WORK ORDER
The output must reproduce each line of the data word for word.

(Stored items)
----

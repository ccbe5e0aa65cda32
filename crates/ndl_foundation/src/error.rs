//! Error types for the NDL system.
//!
//! Uses `thiserror` for ergonomic error definition with rich context.
//! Parse problems are reported as errors too: the parser collects them as
//! diagnostics instead of returning early, so most of them never travel
//! through `?`.

use std::fmt;

use thiserror::Error;

/// The main error type for NDL operations.
#[derive(Debug, Clone, PartialEq, Error)]
#[error("{kind}")]
pub struct Error {
    /// The kind of error that occurred.
    pub kind: ErrorKind,
    /// Optional context about where the error occurred.
    pub context: Option<ErrorContext>,
}

impl Error {
    /// Creates a new error with the given kind.
    #[must_use]
    pub fn new(kind: ErrorKind) -> Self {
        Self {
            kind,
            context: None,
        }
    }

    /// Adds context to this error.
    #[must_use]
    pub fn with_context(mut self, context: ErrorContext) -> Self {
        self.context = Some(context);
        self
    }

    /// Creates an unbalanced braces error for a block starting at the given position.
    #[must_use]
    pub fn unbalanced_braces(line: u32, column: u32) -> Self {
        Self::new(ErrorKind::UnbalancedBraces { line, column })
    }

    /// Creates a missing name error for a block starting at the given position.
    #[must_use]
    pub fn missing_name(line: u32, column: u32) -> Self {
        Self::new(ErrorKind::MissingName { line, column })
    }

    /// Creates a malformed rule error.
    #[must_use]
    pub fn malformed_rule(rule: RuleKind, message: impl Into<String>, line: u32, column: u32) -> Self {
        Self::new(ErrorKind::MalformedRule {
            rule,
            message: message.into(),
            line,
            column,
        })
    }

    /// Creates a generator failure error.
    #[must_use]
    pub fn generator(message: impl Into<String>) -> Self {
        Self::new(ErrorKind::GeneratorFailure(message.into()))
    }

    /// Creates a relay depth exceeded error.
    #[must_use]
    pub fn relay_depth_exceeded(limit: u32) -> Self {
        Self::new(ErrorKind::RelayDepthExceeded { limit })
    }

    /// Creates a configuration error.
    #[must_use]
    pub fn config(message: impl Into<String>) -> Self {
        Self::new(ErrorKind::Config(message.into()))
    }

    /// Creates an I/O error for the given path.
    #[must_use]
    pub fn io(path: impl Into<String>, message: impl fmt::Display) -> Self {
        Self::new(ErrorKind::Io {
            path: path.into(),
            message: message.to_string(),
        })
    }

    /// Creates an internal error.
    #[must_use]
    pub fn internal(message: impl Into<String>) -> Self {
        Self::new(ErrorKind::Internal(message.into()))
    }

    /// Returns true if this error stops parsing of the rest of the script.
    #[must_use]
    pub const fn is_fatal_parse_error(&self) -> bool {
        matches!(self.kind, ErrorKind::UnbalancedBraces { .. })
    }

    /// Returns the source position this error points at, if any.
    #[must_use]
    pub const fn position(&self) -> Option<(u32, u32)> {
        match self.kind {
            ErrorKind::UnbalancedBraces { line, column }
            | ErrorKind::MissingName { line, column }
            | ErrorKind::MalformedRule { line, column, .. } => Some((line, column)),
            _ => None,
        }
    }
}

/// Categorized error kinds for pattern matching.
#[derive(Debug, Clone, PartialEq, Error)]
pub enum ErrorKind {
    /// An NPC block never returned to brace depth zero.
    #[error("unbalanced braces in npc block starting at {line}:{column}")]
    UnbalancedBraces {
        /// Line of the `npc` keyword (1-indexed).
        line: u32,
        /// Column of the `npc` keyword (1-indexed).
        column: u32,
    },

    /// An NPC block has no (or an empty) quoted name.
    #[error("could not find npc name in block starting at {line}:{column}")]
    MissingName {
        /// Line of the `npc` keyword (1-indexed).
        line: u32,
        /// Column of the `npc` keyword (1-indexed).
        column: u32,
    },

    /// A dialogue rule is missing a required token.
    #[error("malformed {rule} rule at {line}:{column}: {message}")]
    MalformedRule {
        /// Which kind of rule was being parsed.
        rule: RuleKind,
        /// What was missing.
        message: String,
        /// Line of the keyword that introduced the rule (1-indexed).
        line: u32,
        /// Column of the keyword that introduced the rule (1-indexed).
        column: u32,
    },

    /// The generative-text backend failed.
    #[error("generator failure: {0}")]
    GeneratorFailure(String),

    /// NPC-to-NPC relay went deeper than allowed.
    #[error("relay depth ({limit}) exceeded")]
    RelayDepthExceeded {
        /// The configured limit.
        limit: u32,
    },

    /// A file could not be read.
    #[error("cannot read {path}: {message}")]
    Io {
        /// The path that was accessed.
        path: String,
        /// Description of the failure.
        message: String,
    },

    /// Invalid configuration.
    #[error("configuration error: {0}")]
    Config(String),

    /// Internal error (should not happen).
    #[error("internal error: {0}")]
    Internal(String),
}

/// The kind of dialogue rule a [`ErrorKind::MalformedRule`] refers to.
#[derive(Debug, Clone, Copy, PartialEq, Eq)]
pub enum RuleKind {
    /// `on "event" "line" -> action`
    Trigger,
    /// `with "target" on "event" "line" -> action`
    Interaction,
    /// `fallback { ai "prompt" }`
    Fallback,
}

impl fmt::Display for RuleKind {
    fn fmt(&self, f: &mut fmt::Formatter<'_>) -> fmt::Result {
        match self {
            Self::Trigger => write!(f, "trigger"),
            Self::Interaction => write!(f, "interaction"),
            Self::Fallback => write!(f, "fallback"),
        }
    }
}

/// Context about where an error occurred.
#[derive(Debug, Clone, Default, PartialEq)]
pub struct ErrorContext {
    /// Source file name.
    pub source: Option<String>,
    /// The source line where the error occurred.
    pub excerpt: Option<String>,
}

impl ErrorContext {
    /// Creates a new empty context.
    #[must_use]
    pub fn new() -> Self {
        Self::default()
    }

    /// Sets the source name.
    #[must_use]
    pub fn with_source(mut self, source: impl Into<String>) -> Self {
        self.source = Some(source.into());
        self
    }

    /// Sets the source excerpt.
    #[must_use]
    pub fn with_excerpt(mut self, excerpt: impl Into<String>) -> Self {
        self.excerpt = Some(excerpt.into());
        self
    }
}

impl fmt::Display for ErrorContext {
    fn fmt(&self, f: &mut fmt::Formatter<'_>) -> fmt::Result {
        if let Some(source) = &self.source {
            write!(f, "in {source}")?;
        }
        if let Some(excerpt) = &self.excerpt {
            if self.source.is_some() {
                writeln!(f)?;
            }
            write!(f, "  | {excerpt}")?;
        }
        Ok(())
    }
}

/// Result type alias for NDL operations.
pub type Result<T> = std::result::Result<T, Error>;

----

RESPONSE BELOW
repository ccbe5e0aa65cda32
filename crates/ndl_foundation/src/error.rs
//! Error types for the NDL system.
//!
//! Uses `thiserror` for ergonomic error definition with rich context.
//! Parse problems are reported as errors too: the parser collects them as
//! diagnostics instead of returning early, so most of them never travel
//! through `?`.

use std::fmt;

use thiserror::Error;

/// The main error type for NDL operations.
#[derive(Debug, Clone, PartialEq, Error)]
#[error("{kind}")]
pub struct Error {
    /// The kind of error that occurred.
    pub kind: ErrorKind,
    /// Optional context about where the error occurred.
    pub context: Option<ErrorContext>,
}

impl Error {
    /// Creates a new error with the given kind.
    #[must_use]
    pub fn new(kind: ErrorKind) -> Self {
        Self {
            kind,
            context: None,
        }
    }

    /// Adds context to this error.
    #[must_use]
    pub fn with_context(mut self, context: ErrorContext) -> Self {
        self.context = Some(context);
        self
    }

    /// Creates an unbalanced braces error for a block starting at the given position.
    #[must_use]
    pub fn unbalanced_braces(line: u32, column: u32) -> Self {
        Self::new(ErrorKind::UnbalancedBraces { line, column })
    }

    /// Creates a missing name error for a block starting at the given position.
    #[must_use]
    pub fn missing_name(line: u32, column: u32) -> Self {
        Self::new(ErrorKind::MissingName { line, column })
    }

    /// Creates a malformed rule error.
    #[must_use]
    pub fn malformed_rule(rule: RuleKind, message: impl Into<String>, line: u32, column: u32) -> Self {
        Self::new(ErrorKind::MalformedRule {
            rule,
            message: message.into(),
            line,
            column,
        })
    }

    /// Creates a generator failure error.
    #[must_use]
    pub fn generator(message: impl Into<String>) -> Self {
        Self::new(ErrorKind::GeneratorFailure(message.into()))
    }

    /// Creates a relay depth exceeded error.
    #[must_use]
    pub fn relay_depth_exceeded(limit: u32) -> Self {
        Self::new(ErrorKind::RelayDepthExceeded { limit })
    }

    /// Creates a configuration error.
    #[must_use]
    pub fn config(message: impl Into<String>) -> Self {
        Self::new(ErrorKind::Config(message.into()))
    }

    /// Creates an I/O error for the given path.
    #[must_use]
    pub fn io(path: impl Into<String>, message: impl fmt::Display) -> Self {
        Self::new(ErrorKind::Io {
            path: path.into(),
            message: message.to_string(),
        })
    }

    /// Creates an internal error.
    #[must_use]
    pub fn internal(message: impl Into<String>) -> Self {
        Self::new(ErrorKind::Internal(message.into()))
    }

    /// Returns true if this error stops parsing of the rest of the script.
    #[must_use]
    pub const fn is_fatal_parse_error(&self) -> bool {
        matches!(self.kind, ErrorKind::UnbalancedBraces { .. })
    }

    /// Returns the source position this error points at, if any.
    #[must_use]
    pub const fn position(&self) -> Option<(u32, u32)> {
        match self.kind {
            ErrorKind::UnbalancedBraces { line, column }
            | ErrorKind::MissingName { line, column }
            | ErrorKind::MalformedRule { line, column, .. } => Some((line, column)),
            _ => None,
        }
    }
}

/// Categorized error kinds for pattern matching.
#[derive(Debug, Clone, PartialEq, Error)]
pub enum ErrorKind {
    /// An NPC block never returned to brace depth zero.
    #[error("unbalanced braces in npc block starting at {line}:{column}")]
    UnbalancedBraces {
        /// Line of the `npc` keyword (1-indexed).
        line: u32,
        /// Column of the `npc` keyword (1-indexed).
        column: u32,
    },

    /// An NPC block has no (or an empty) quoted name.
    #[error("could not find npc name in block starting at {line}:{column}")]
    MissingName {
        /// Line of the `npc` keyword (1-indexed).
        line: u32,
        /// Column of the `npc` keyword (1-indexed).
        column: u32,
    },

    /// A dialogue rule is missing a required token.
    #[error("malformed {rule} rule at {line}:{column}: {message}")]
    MalformedRule {
        /// Which kind of rule was being parsed.
        rule: RuleKind,
        /// What was missing.
        message: String,
        /// Line of the keyword that introduced the rule (1-indexed).
        line: u32,
        /// Column of the keyword that introduced the rule (1-indexed).
        column: u32,
    },

    /// The generative-text backend failed.
    #[error("generator failure: {0}")]
    GeneratorFailure(String),

    /// NPC-to-NPC relay went deeper than allowed.
    #[error("relay depth ({limit}) exceeded")]
    RelayDepthExceeded {
        /// The configured limit.
        limit: u32,
    },

    /// A file could not be read.
    #[error("cannot read {path}: {message}")]
    Io {
        /// The path that was accessed.
        path: String,
        /// Description of the failure.
        message: String,
    },

    /// Invalid configuration.
    #[error("configuration error: {0}")]
    Config(String),

    /// Internal error (should not happen).
    #[error("internal error: {0}")]
    Internal(String),
}

/// The kind of dialogue rule a [`ErrorKind::MalformedRule`] refers to.
#[derive(Debug, Clone, Copy, PartialEq, Eq)]
pub enum RuleKind {
    /// `on "event" "line" -> action`
    Trigger,
    /// `with "target" on "event" "line" -> action`
    Interaction,
    /// `fallback { ai "prompt" }`
    Fallback,
}

impl fmt::Display for RuleKind {
    fn fmt(&self, f: &mut fmt::Formatter<'_>) -> fmt::Result {
        match self {
            Self::Trigger => write!(f, "trigger"),
            Self::Interaction => write!(f, "interaction"),
            Self::Fallback => write!(f, "fallback"),
        }
    }
}

/// Context about where an error occurred.
#[derive(Debug, Clone, Default, PartialEq)]
pub struct ErrorContext {
    /// Source file name.
    pub source: Option<String>,
    /// The source line where the error occurred.
    pub excerpt: Option<String>,
}

impl ErrorContext {
    /// Creates a new empty context.
    #[must_use]
    pub fn new() -> Self {
        Self::default()
    }

    /// Sets the source name.
    #[must_use]
    pub fn with_source(mut self, source: impl Into<String>) -> Self {
        self.source = Some(source.into());
        self
    }

    /// Sets the source excerpt.
    #[must_use]
    pub fn with_excerpt(mut self, excerpt: impl Into<String>) -> Self {
        self.excerpt = Some(excerpt.into());
        self
    }
}

impl fmt::Display for ErrorContext {
    fn fmt(&self, f: &mut fmt::Formatter<'_>) -> fmt::Result {
        if let Some(source) = &self.source {
            write!(f, "in {source}")?;
        }
        if let Some(excerpt) = &self.excerpt {
            if self.source.is_some() {
                writeln!(f)?;
            }
            write!(f, "  | {excerpt}")?;
        }
        Ok(())
    }
}

/// Result type alias for NDL operations.
pub type Result<T> = std::result::Result<T, Error>;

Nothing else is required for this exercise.